If you are taking a vacation this summer and have St. Augustine grass, be sure to put out an insecticide to protect your lawn from ‘the nasty rascal, the chinch bug’. Chinch bugs can do serious damage in a very short period of time. They love and multiple greatly in hot, dry weather, so this year has been a very bountiful year for them. Bug Blaster, ECO VIA (National Organics Program compliant), or Allectus (a newer product with some long-term control) should help you manage this lawn terrorist.

Azaleas are getting ready to set their flower buds for next year, so it is very important to do any pruning on these plants right away. Even if you pruned them hard right after they bloomed, you can still do any touch up pruning to manage any growth that might have occurred since the last pruning. An application of KeyPlex or Mighty Plant should help them set more blooms for next year. Watch out for lace bugs sucking on your plants.

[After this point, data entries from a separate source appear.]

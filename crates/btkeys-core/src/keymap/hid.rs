//! USB HID Usage IDs (page 0x07, Keyboard/Keypad page).
//!
//! These are the values a host expects in the key slots of a boot keyboard
//! report.  Every platform key code is translated to one of these before a
//! report is built.
//!
//! Reference: USB HID Usage Tables 1.3, Section 10 (Keyboard/Keypad page 0x07).
//!
//! # Physical positions, not characters
//!
//! HID codes identify *key positions*.  Usage 0x04 is "the key labelled A on a
//! US layout"; whether the host turns it into `a`, `A` or `q` depends on the
//! host's keyboard layout and the modifier byte of the report.  This is why the
//! sender never needs to know the host's layout.
//!
//! The eight modifier usages (0xE0–0xE7) are special: in a boot report they
//! are never placed in a key slot, they are encoded as bits of byte 0.  See
//! [`HidKeyCode::modifier_bit`].

use serde::{Deserialize, Serialize};

macro_rules! hid_key_codes {
    ($( $(#[$meta:meta])* $name:ident = $value:literal, )+) => {
        /// USB HID Usage ID for keyboard keys (page 0x07).
        ///
        /// The discriminant of each variant is its Usage ID.
        #[derive(Debug, Clone, Copy, PartialEq, Eq, Hash, Serialize, Deserialize)]
        #[repr(u8)]
        pub enum HidKeyCode {
            $( $(#[$meta])* $name = $value, )+
        }

        impl HidKeyCode {
            /// Every assigned usage, in ascending Usage ID order.
            pub const ALL: &'static [HidKeyCode] = &[$( HidKeyCode::$name, )+];

            /// Converts a raw Usage ID to a [`HidKeyCode`].
            ///
            /// Returns `None` for reserved or unassigned values (0x00–0x03,
            /// 0x32 Non-US `#`, 0x64 Non-US `\`, and everything above the
            /// keypad range except the modifiers).
            pub fn from_u8(value: u8) -> Option<Self> {
                match value {
                    $( $value => Some(HidKeyCode::$name), )+
                    _ => None,
                }
            }
        }
    };
}

hid_key_codes! {
    // Letters (0x04–0x1D)
    KeyA = 0x04,
    KeyB = 0x05,
    KeyC = 0x06,
    KeyD = 0x07,
    KeyE = 0x08,
    KeyF = 0x09,
    KeyG = 0x0A,
    KeyH = 0x0B,
    KeyI = 0x0C,
    KeyJ = 0x0D,
    KeyK = 0x0E,
    KeyL = 0x0F,
    KeyM = 0x10,
    KeyN = 0x11,
    KeyO = 0x12,
    KeyP = 0x13,
    KeyQ = 0x14,
    KeyR = 0x15,
    KeyS = 0x16,
    KeyT = 0x17,
    KeyU = 0x18,
    KeyV = 0x19,
    KeyW = 0x1A,
    KeyX = 0x1B,
    KeyY = 0x1C,
    KeyZ = 0x1D,

    // Digits (0x1E–0x27); note 0 comes after 9
    Digit1 = 0x1E,
    Digit2 = 0x1F,
    Digit3 = 0x20,
    Digit4 = 0x21,
    Digit5 = 0x22,
    Digit6 = 0x23,
    Digit7 = 0x24,
    Digit8 = 0x25,
    Digit9 = 0x26,
    Digit0 = 0x27,

    Enter = 0x28,
    Escape = 0x29,
    Backspace = 0x2A,
    Tab = 0x2B,
    Space = 0x2C,
    Minus = 0x2D,
    Equal = 0x2E,
    BracketLeft = 0x2F,
    BracketRight = 0x30,
    Backslash = 0x31,
    Semicolon = 0x33,
    Quote = 0x34,
    Backquote = 0x35,
    Comma = 0x36,
    Period = 0x37,
    Slash = 0x38,
    CapsLock = 0x39,

    F1 = 0x3A,
    F2 = 0x3B,
    F3 = 0x3C,
    F4 = 0x3D,
    F5 = 0x3E,
    F6 = 0x3F,
    F7 = 0x40,
    F8 = 0x41,
    F9 = 0x42,
    F10 = 0x43,
    F11 = 0x44,
    F12 = 0x45,

    PrintScreen = 0x46,
    ScrollLock = 0x47,
    Pause = 0x48,
    Insert = 0x49,
    Home = 0x4A,
    PageUp = 0x4B,
    Delete = 0x4C,
    End = 0x4D,
    PageDown = 0x4E,
    ArrowRight = 0x4F,
    ArrowLeft = 0x50,
    ArrowDown = 0x51,
    ArrowUp = 0x52,

    NumLock = 0x53,
    NumpadDivide = 0x54,
    NumpadMultiply = 0x55,
    NumpadSubtract = 0x56,
    NumpadAdd = 0x57,
    NumpadEnter = 0x58,
    Numpad1 = 0x59,
    Numpad2 = 0x5A,
    Numpad3 = 0x5B,
    Numpad4 = 0x5C,
    Numpad5 = 0x5D,
    Numpad6 = 0x5E,
    Numpad7 = 0x5F,
    Numpad8 = 0x60,
    Numpad9 = 0x61,
    Numpad0 = 0x62,
    NumpadDecimal = 0x63,

    /// "Application" key, shown as a menu glyph on most keyboards.
    ContextMenu = 0x65,
    NumpadEqual = 0x67,
    NumpadComma = 0x85,

    // Modifiers (0xE0–0xE7), bit N of the modifier byte is usage 0xE0 + N
    ControlLeft = 0xE0,
    ShiftLeft = 0xE1,
    AltLeft = 0xE2,
    MetaLeft = 0xE3,
    ControlRight = 0xE4,
    ShiftRight = 0xE5,
    AltRight = 0xE6,
    MetaRight = 0xE7,
}

impl HidKeyCode {
    /// Returns the raw Usage ID, as written into a report key slot.
    pub fn as_u8(self) -> u8 {
        self as u8
    }

    /// Returns `true` if this is one of the eight modifier usages.
    pub fn is_modifier(self) -> bool {
        self.modifier_bit().is_some()
    }

    /// Returns the modifier-byte mask for a modifier usage.
    ///
    /// Usage 0xE0 (Left Ctrl) is bit 0, 0xE7 (Right Meta) is bit 7.
    /// Returns `None` for ordinary keys.
    pub fn modifier_bit(self) -> Option<u8> {
        let value = self.as_u8();
        if (0xE0..=0xE7).contains(&value) {
            Some(1 << (value - 0xE0))
        } else {
            None
        }
    }
}
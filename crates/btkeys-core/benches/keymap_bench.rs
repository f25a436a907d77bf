//! Criterion benchmarks for key lookup and report encoding.
//!
//! Every button press goes through `Keymap::press_report` and
//! `KeyboardReport::to_bytes`, so both must stay in the table-lookup class.
//!
//! Run with:
//! ```bash
//! cargo bench --package btkeys-core --bench keymap_bench
//! ```

use btkeys_core::keymap::android;
use btkeys_core::{HidKeyCode, KeyCode, Keymap, Modifier, Shortcut};
use criterion::{black_box, criterion_group, criterion_main, BenchmarkId, Criterion};

/// Android key codes covering letters, digits, navigation and one unmapped key.
const BENCH_KEYCODES: &[KeyCode] = &[
    KeyCode::A,
    KeyCode::Z,
    KeyCode::DIGIT_1,
    KeyCode::DIGIT_0,
    KeyCode::ENTER,
    KeyCode::ESCAPE,
    KeyCode::TAB,
    KeyCode::SPACE,
    KeyCode::DEL,
    KeyCode::F1,
    KeyCode::F12,
    KeyCode::DPAD_UP,
    KeyCode::DPAD_LEFT,
    KeyCode::CTRL_LEFT,
    KeyCode::VOLUME_UP,
];

fn bench_keycode_to_hid(c: &mut Criterion) {
    let mut group = c.benchmark_group("keymap_android");
    let keymap = Keymap::android();

    group.bench_function("usage_for_single", |b| {
        b.iter(|| keymap.usage_for(black_box(KeyCode::A)))
    });

    group.bench_function("usage_for_batch_15", |b| {
        b.iter(|| {
            BENCH_KEYCODES
                .iter()
                .map(|&code| keymap.usage_for(black_box(code)))
                .collect::<Vec<_>>()
        })
    });

    // Reverse lookup is a linear scan; first row vs last row.
    for hid in [HidKeyCode::Digit0, HidKeyCode::NumpadEqual] {
        group.bench_with_input(
            BenchmarkId::new("hid_to_keycode", format!("{hid:?}")),
            &hid,
            |b, &hid| b.iter(|| android::hid_to_keycode(black_box(hid))),
        );
    }

    group.finish();
}

fn bench_press_report(c: &mut Criterion) {
    let mut group = c.benchmark_group("report_encoding");
    let keymap = Keymap::android();
    let plain = Shortcut::new(KeyCode::A);
    let chord = Shortcut::with_modifiers(KeyCode::T, [Modifier::Ctrl, Modifier::Shift]);

    group.bench_function("press_report_plain", |b| {
        b.iter(|| keymap.press_report(black_box(&plain)))
    });

    group.bench_function("press_report_to_bytes_chord", |b| {
        b.iter(|| {
            keymap
                .press_report(black_box(&chord))
                .map(|report| report.to_bytes())
        })
    });

    group.bench_function("parse_shortcut", |b| {
        b.iter(|| black_box("Ctrl+Shift+T").parse::<Shortcut>())
    });

    group.finish();
}

criterion_group!(benches, bench_keycode_to_hid, bench_press_report);
criterion_main!(benches);
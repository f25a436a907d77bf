//! Key code translation for report encoding.
//!
//! The canonical representation is USB HID Usage IDs (page 0x07, Keyboard/Keypad).
//! Platform key codes are translated to HID when a shortcut is encoded.

pub mod android;
pub mod hid;

pub use hid::HidKeyCode;

use crate::report::{modifier, KeyboardReport};
use crate::shortcut::{KeyCode, Modifier, ModifierSet, Shortcut};

/// Read-only translation tables used by the report encoder.
///
/// A `Keymap` answers two questions: which HID usage does a platform key code
/// produce, and which modifier-byte bit does an abstract modifier set.  It is
/// `Copy` and holds only `'static` tables, so it can be shared freely.
#[derive(Debug, Clone, Copy)]
pub struct Keymap {
    lookup: fn(KeyCode) -> Option<HidKeyCode>,
}

impl Keymap {
    /// Keymap for Android `KeyEvent.KEYCODE_*` values.
    pub fn android() -> Self {
        Self {
            lookup: android::keycode_to_hid,
        }
    }

    /// Returns the HID usage for `key`, or `None` when the key has no
    /// keyboard-page equivalent.
    pub fn usage_for(&self, key: KeyCode) -> Option<HidKeyCode> {
        (self.lookup)(key)
    }

    /// Returns the modifier-byte bit for a single modifier.
    ///
    /// Abstract modifiers are encoded as the left-hand key.
    pub fn modifier_bit(&self, modifier: Modifier) -> u8 {
        match modifier {
            Modifier::Ctrl => modifier::LEFT_CTRL,
            Modifier::Shift => modifier::LEFT_SHIFT,
            Modifier::Alt => modifier::LEFT_ALT,
            Modifier::Meta => modifier::LEFT_META,
        }
    }

    /// ORs together the bits of every modifier in `modifiers`.
    pub fn modifier_bits(&self, modifiers: ModifierSet) -> u8 {
        modifiers
            .iter()
            .fold(0, |byte, m| byte | self.modifier_bit(m))
    }

    /// Encodes the key-down report for `shortcut`.
    ///
    /// When the primary key is itself a modifier (e.g. `KEYCODE_CTRL_LEFT`)
    /// its bit is merged into the modifier byte and every key slot stays
    /// empty, as the boot report never carries 0xE0–0xE7 in a slot.
    ///
    /// Returns `None` if the primary key is unmapped.
    pub fn press_report(&self, shortcut: &Shortcut) -> Option<KeyboardReport> {
        let usage = self.usage_for(shortcut.key)?;
        let modifiers = self.modifier_bits(shortcut.modifiers);
        Some(match usage.modifier_bit() {
            Some(bit) => KeyboardReport::modifiers_only(modifiers | bit),
            None => KeyboardReport::press(modifiers, usage.as_u8()),
        })
    }
}

impl Default for Keymap {
    fn default() -> Self {
        Self::android()
    }
}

Any of the repeat blooming azaleas (Encore, Red Slipper) should be pruned right after they flower. If you prune fairly hard, you will likely lose some of the next flush of blooms; however, they should get back in sync fairly quickly, providing you multiple blooms.

A general rule of thumb is to be sure all your spring blooming plants have been pruned. Gardenias (unless they repeat in August), Camellias, Spirea, Forsythia, flowering quince …

If you haven’t fertilized your lawn, shrubs and trees, a midsummer feeding is a good idea. With the heavy rains and all the growing they have been doing, some food would be a great idea. I’m seeing a lot of yellow grass in my travels. A soil test is always the best guide for fertilization.

Snakes, Japanese Beetles, baby mole crickets killing, ants, aphids, chiggers, fleas, roaches and rats are all hot topics at Possum’s.

Always read, understand and follow product label. The product label is a Federal Law.